Making accounting cool, or: calling Miley Cyrus!

How Can We Make Accounting Cool? asked a recent Wall Street Journal article

It’s written by Joe Queenan. Here are some extracts:

  • In the past two years, as The Wall Street Journal recently reported, 300,000 accountants and auditors have left the profession, many on the dead run. The situation is so dire that American firms are now desperately recruiting accountants from overseas. In other words, there is an accounting deficit.
  • The reason for the mass exodus of “bean counters” from the profession may have a lot to do with the very existence of that derisive term. If you look up the definition of “bean counter” you’ll read that accountants are shy, persnickety fussbudgets who are obsessed with trivial details. In popular lore, accountants are depicted as spectacularly unexciting numbers crunchers whose eyes are concealed behind green eyeshades, who have their heads buried in Byzantine financial statements and who seem to share a common genetic history with voles.
  • For the longest time, young people didn’t mind being referred to in such derogatory terms, as the money was good and it was certainly preferable to being called a grease monkey or a garbage man or a proctologist.
  • All that has changed in recent years. With the rise of the tenaciously held millennial belief that work should have meaning, that work should never be uninspiring, that work should never be uncool, accounting has lost whatever luster it once had. It also doesn’t help that accounting is hard work.
  • … The solution to this problem is twofold. One, American firms must raise salaries to make the accounting profession more appealing. Two, the accounting profession must take steps to make itself seem more glamorous and appealing. Testimonials from flashy, exciting practitioners of the trade would help… The point I am making is that the accounting profession itself needs to combat its public profile as being dreary, tedious and sad. 
  • … One thing is clear: It’s no good waiting for the cavalry to arrive from overseas and balance the books. The Roman Empire fell in large part because it had to recruit foreigners to do all the demanding white-collar jobs. A society that can’t produce enough accountants to keep track of where the money went is a society whose days may be numbered.

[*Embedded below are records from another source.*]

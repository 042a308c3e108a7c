use serde_json::{Map, Value};

/// Deep-merge `overlay` on top of `base`.
/// If both sides have an object for the same key, recurse. A `null` in the
/// overlay leaves the base value alone. Otherwise, `overlay`'s value wins.
pub(crate) fn deep_merge(base: Value, overlay: Value) -> Value {
    match (base, overlay) {
        (Value::Object(base), Value::Object(overlay)) => Value::Object(merge_objects(base, overlay)),
        (base, Value::Null) => base,
        (_, overlay) => overlay,
    }
}

fn merge_objects(mut base: Map<String, Value>, overlay: Map<String, Value>) -> Map<String, Value> {
    for (key, overlay_val) in overlay {
        let merged = match base.remove(&key) {
            Some(base_val) => deep_merge(base_val, overlay_val),
            None => overlay_val,
        };
        base.insert(key, merged);
    }
    base
}
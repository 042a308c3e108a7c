//! Fill typed configuration records from config files and environment
//! variables. Declare the fields once, point at the environment, and go.
//!
//! ```ignore
//! #[derive(Default, Serialize, Deserialize)]
//! #[serde(default)]
//! struct AppConfig {
//!     port: u16,
//!     database: DbConfig,
//! }
//!
//! impl Configure for AppConfig {
//!     fn fields<'a>(&'a mut self, f: &mut Fields<'a>) {
//!         f.field("port", &mut self.port).env("PORT").default("8080");
//!         f.group("database", &mut self.database).prefix("DB_");
//!     }
//! }
//!
//! let mut cfg = AppConfig::default();
//! envfig::read_config("config.yml", &mut cfg)?;
//! ```
//!
//! That call decodes `config.yml` into the record, then overlays every field
//! that has an environment variable set, fills zero-valued fields from their
//! defaults, and fails if a required field is still empty.
//!
//! # Declaring fields
//!
//! Rust has no struct tags, so a record describes itself by implementing
//! [`Configure`]. The [`Fields`] collector takes a mutable reference to each
//! field plus its metadata:
//!
//! | Builder method | Meaning |
//! |----------------|---------|
//! | `.env("A,B")` | variable names, highest priority first; `A` is primary |
//! | `.default("x")` | raw value used when no variable is set and the field is zero |
//! | `.required()` | fail when no variable is set and the field is zero |
//! | `.separator(";")` | element separator for sequences and maps (default `,`) |
//! | `.layout("%d/%m/%Y")` | `chrono` strftime layout for timestamps (default RFC 3339) |
//! | `.updatable()` | include the field in [`update_env`] passes |
//! | `.description("…")` | text for [`describe`] |
//!
//! Nested records are declared with [`Fields::group`]; `.prefix("DB_")`
//! prepends to the names of every field inside, after the prefixes of the
//! enclosing groups. Leaves of a record are visited before the leaves of its
//! groups.
//!
//! # Coercion
//!
//! How a raw string becomes a value is picked when the field is declared:
//!
//! - **[`field`](Fields::field)**: any [`EnvValue`]. Built in for `bool`
//!   (`1 t T TRUE true True` / `0 f F FALSE false False`), every integer width
//!   (`0x` hex, `0o` or a leading `0` octal, `0b` binary, `_` between
//!   digits), floats, `String`, `PathBuf`,
//!   `Duration` (`1h 30m`), `Option<T>`, `Vec<T>`, `HashMap`/`BTreeMap`
//!   (`key:value` pairs), `Vec<u8>` (raw bytes), `chrono` timestamps,
//!   `url::Url` and `chrono_tz::Tz`.
//! - **[`parsed`](Fields::parsed)**: any `FromStr` type.
//! - **[`setter`](Fields::setter)**: types implementing [`Setter`], which
//!   update themselves in place.
//! - **[`opaque`](Fields::opaque)**: anything else. Only a registered parser
//!   can populate it.
//!
//! A parser registered in [`Parsers`] for the exact target type always wins,
//! including for elements of sequences and maps. Register your own with
//! [`EnvfigBuilder::parser`].
//!
//! # Precedence
//!
//! ```text
//! Value already in the record   (zero value counts as unset)
//!        ↑ overridden by
//! Config file                   read_config() only
//!        ↑ overridden by
//! Environment variable          first set name in the field's list wins
//! ```
//!
//! Defaults only fill fields that are still zero after the file, so a
//! default never overrides a file value. A variable set to the empty string
//! is still set.
//!
//! # Config files
//!
//! The extension picks the format: `.yaml`/`.yml`, `.json`, `.toml`, `.edn`,
//! or `.env`. Structured formats are merged over the record's current values
//! through serde, so keys the file omits keep what the record held and
//! several files can be read into one record in turn. Mark the record
//! `#[serde(default)]` so partial files deserialize. A dotenv
//! file is different: its pairs are written into the environment store and
//! picked up by the population pass that follows.
//!
//! # Environment stores
//!
//! Population reads through an [`EnvStore`]. [`Envfig::builder()`] uses the
//! process environment; tests and embedders can swap in a [`MapEnv`] with
//! [`env_store()`](EnvfigBuilder::env_store).
//!
//! # Help output
//!
//! [`describe`] renders one entry per variable, with alternatives pointing
//! at their primary name and defaults quoted. [`write_usage`] appends it to
//! your own usage text. With the `clap` feature (on by default),
//! [`env_help()`] attaches it to a `clap::Command`, and [`EnvArgs`] adds
//! `--config` and `--env-help` flags.
//!
//! # Error handling
//!
//! All fallible operations return [`EnvfigError`]. Parse failures carry the
//! field path and the variable that supplied the value; see the [`error`]
//! module for the full set. Population stops at the first failure; fields
//! assigned before it keep their new values.

pub mod error;
pub mod types;

mod builder;
#[cfg(feature = "clap")]
mod cli;
mod coerce;
mod composite;
mod describe;
mod env;
mod file;
mod merge;
mod opaque;
mod populate;
mod schema;
mod value;

#[cfg(test)]
mod fixtures;

use std::io::Write;
use std::path::Path;

use serde::Serialize;
use serde::de::DeserializeOwned;

pub use builder::{Envfig, EnvfigBuilder};
#[cfg(feature = "clap")]
pub use cli::{EnvArgs, env_help};
pub use coerce::{DEFAULT_SEPARATOR, ParseContext, Parsers, Setter};
pub use describe::DEFAULT_HEADER;
pub use env::{EnvStore, MapEnv, ProcessEnv};
pub use error::{BoxError, EnvfigError};
pub use opaque::DATE_LAYOUT;
pub use schema::{Configure, FieldBuilder, Fields, GroupBuilder};
pub use types::{EnvAction, EnvResult, Format, Pass};
pub use value::EnvValue;

/// Read `path` into `cfg`, then overlay the process environment.
pub fn read_config<C>(path: impl AsRef<Path>, cfg: &mut C) -> Result<(), EnvfigError>
where
    C: Configure + Serialize + DeserializeOwned,
{
    Envfig::builder().read_config(path, cfg)
}

/// Populate `cfg` from the process environment.
pub fn read_env<C: Configure>(cfg: &mut C) -> Result<(), EnvfigError> {
    Envfig::builder().read_env(cfg)
}

/// Re-read only the fields declared `updatable`.
pub fn update_env<C: Configure>(cfg: &mut C) -> Result<(), EnvfigError> {
    Envfig::builder().update_env(cfg)
}

/// Describe the variables `cfg` reads, under `header` or the default one.
pub fn describe<C: Configure>(cfg: &mut C, header: Option<&str>) -> Result<String, EnvfigError> {
    let builder = Envfig::builder();
    match header {
        Some(header) => builder.header(header).describe(cfg),
        None => builder.describe(cfg),
    }
}

/// Write `preamble`, a blank line and the description of `cfg` to `w`.
pub fn write_usage<C, W>(w: &mut W, cfg: &mut C, preamble: Option<&str>) -> Result<(), EnvfigError>
where
    C: Configure,
    W: Write + ?Sized,
{
    Envfig::builder().write_usage(w, cfg, preamble)
}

Unfortunately, albeit understandably, Queenan’s diagnosis of the problem is much more convincing than that of the solution. The suggestions that films like Ben Affleck’s The Accountant “certainly help,” or that much would be gained through “glitzy Super Bowl halftime commercials for one of the major accounting firms” featuring Miley Cyrus, seem fanciful at best (by the way, I wrote about the Affleck film here). Still, it seems true that the “meaning” of accountancy has evolved for the worst over the years. I entered the profession in the late 1980’s (somewhat randomly) as an arts graduate – my particular degree (in film and philosophy) was always a bit unusual, but the general notion of coming to accountancy as a change of direction wasn’t entirely novel. Back then, the standards were fairly general and the regulatory aspects weren’t too onerous (almost no notes!) so the job was perhaps surprisingly well-aligned with a more creative temperament (no doubt the work product was much inferior to what we have now, but I’m just addressing the lived experience of doing the job). Nowadays every aspect of the work is far more defined and circumscribed, with greater pressures and demands in multiple ways, and the scope to rewardingly find and grow oneself within that is correspondingly less. It’s far less likely that a film and philosophy graduate would be drawn to the profession now, or (despite the recruitment problems) that they’d be welcomed in if they tried.

The issue isn’t that the accounting profession “must take steps to make itself seem more glamorous and appealing” but that it actually needs to be more glamorous and appealing. I don’t have all the answers, or even any of them, but I’m certain that the right direction doesn’t lie in an ever-increasing compliance burden, in which it’s viewed almost as a truism that almost no one reads much of the output which is so expensively laboured over, and where we’re meant to be scandalized that a major firm misidentifies “KPMG Audit SRL” as “KPMG Romania SRL.” A creative restructuring of the reporting infrastructure is required, perhaps for example by removing the bulk of the notes from the scope of the audit, and providing them as unaudited supplementary information. The interplay between financial reporting and sustainability reporting should be nurtured, making it easier to have a foot in both disciplines. The profession should seek out a wider range of backgrounds and temperaments, to complement the progress it’s made on diversity in other respects; it should emphasize discovery over technology, coherence over compliance…

And sure, higher salaries probably wouldn’t hurt. As long as they’re not just trying to distract attention from dreariness and sadness…

The opinions expressed are solely those of the author.